__WORKING DATA__.
***
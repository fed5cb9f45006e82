//! Report Models (analytics aggregation results)

use chrono::{DateTime, Utc};
use serde::{Deserialize, Serialize};

/// Sales totals over a date range
#[derive(Debug, Clone, Serialize, Deserialize)]
pub struct SalesSummary {
    pub from: Option<DateTime<Utc>>,
    pub to: Option<DateTime<Utc>>,
    pub sale_count: i64,
    pub units_sold: i64,
    pub gross_revenue: f64,
    pub payment_breakdown: Vec<PaymentBreakdown>,
    pub top_products: Vec<TopProduct>,
}

/// Per-payment-method breakdown
#[derive(Debug, Clone, Serialize, Deserialize)]
#[cfg_attr(feature = "db", derive(sqlx::FromRow))]
pub struct PaymentBreakdown {
    pub method: String,
    pub amount: f64,
    pub count: i64,
}

/// Best sellers within the range
#[derive(Debug, Clone, Serialize, Deserialize)]
#[cfg_attr(feature = "db", derive(sqlx::FromRow))]
pub struct TopProduct {
    pub product_id: i64,
    pub name: String,
    pub units_sold: i64,
    pub revenue: f64,
}

/// Stock valuation per product
#[derive(Debug, Clone, Serialize, Deserialize)]
#[cfg_attr(feature = "db", derive(sqlx::FromRow))]
pub struct ProductValuation {
    pub product_id: i64,
    pub name: String,
    pub sku: String,
    pub quantity: i64,
    pub cost_value: f64,
    pub retail_value: f64,
}

/// Whole-inventory valuation
#[derive(Debug, Clone, Serialize, Deserialize)]
pub struct InventoryValuation {
    pub total_cost_value: f64,
    pub total_retail_value: f64,
    pub products: Vec<ProductValuation>,
}
//! Sale Model

use chrono::{DateTime, Utc};
use serde::{Deserialize, Serialize};
use validator::Validate;

/// Payment method used at the till
#[derive(Debug, Clone, Copy, PartialEq, Eq, Serialize, Deserialize)]
#[serde(rename_all = "snake_case")]
#[cfg_attr(feature = "db", derive(sqlx::Type))]
#[cfg_attr(feature = "db", sqlx(rename_all = "snake_case"))]
pub enum PaymentMethod {
    Cash,
    Card,
    Mobile,
    Other,
}

impl PaymentMethod {
    pub fn as_str(&self) -> &'static str {
        match self {
            PaymentMethod::Cash => "cash",
            PaymentMethod::Card => "card",
            PaymentMethod::Mobile => "mobile",
            PaymentMethod::Other => "other",
        }
    }
}

/// Immutable sale transaction record
///
/// Created exactly once per successful `record_sale`; never mutated.
#[derive(Debug, Clone, Serialize, Deserialize)]
#[cfg_attr(feature = "db", derive(sqlx::FromRow))]
pub struct Sale {
    /// UUID v4
    pub id: String,
    pub product_id: i64,
    pub quantity: i64,
    pub unit_price: f64,
    /// quantity * unit_price, rounded to 2 decimals
    pub total_amount: f64,
    pub cashier_id: i64,
    pub payment_method: PaymentMethod,
    pub created_at: DateTime<Utc>,
}

/// Record sale payload
#[derive(Debug, Clone, Serialize, Deserialize, Validate)]
pub struct SaleCreate {
    pub product_id: i64,
    #[validate(range(min = 1))]
    pub quantity: i64,
    #[validate(range(min = 0.0))]
    pub unit_price: f64,
    pub payment_method: PaymentMethod,
}

/// Result of a successful sale
#[derive(Debug, Clone, Serialize, Deserialize)]
pub struct SaleReceipt {
    pub sale: Sale,
    pub new_quantity: i64,
    /// Whether the sale left the product at or below its reorder level
    pub low_stock_alert_raised: bool,
}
***
__WHAT IS EXPECTED__.
Lines of the listing above that include the string "ProductValuation" should each be copied.

__EXERCISE OUTPUT__.
pub struct ProductValuation {
    pub products: Vec<ProductValuation>,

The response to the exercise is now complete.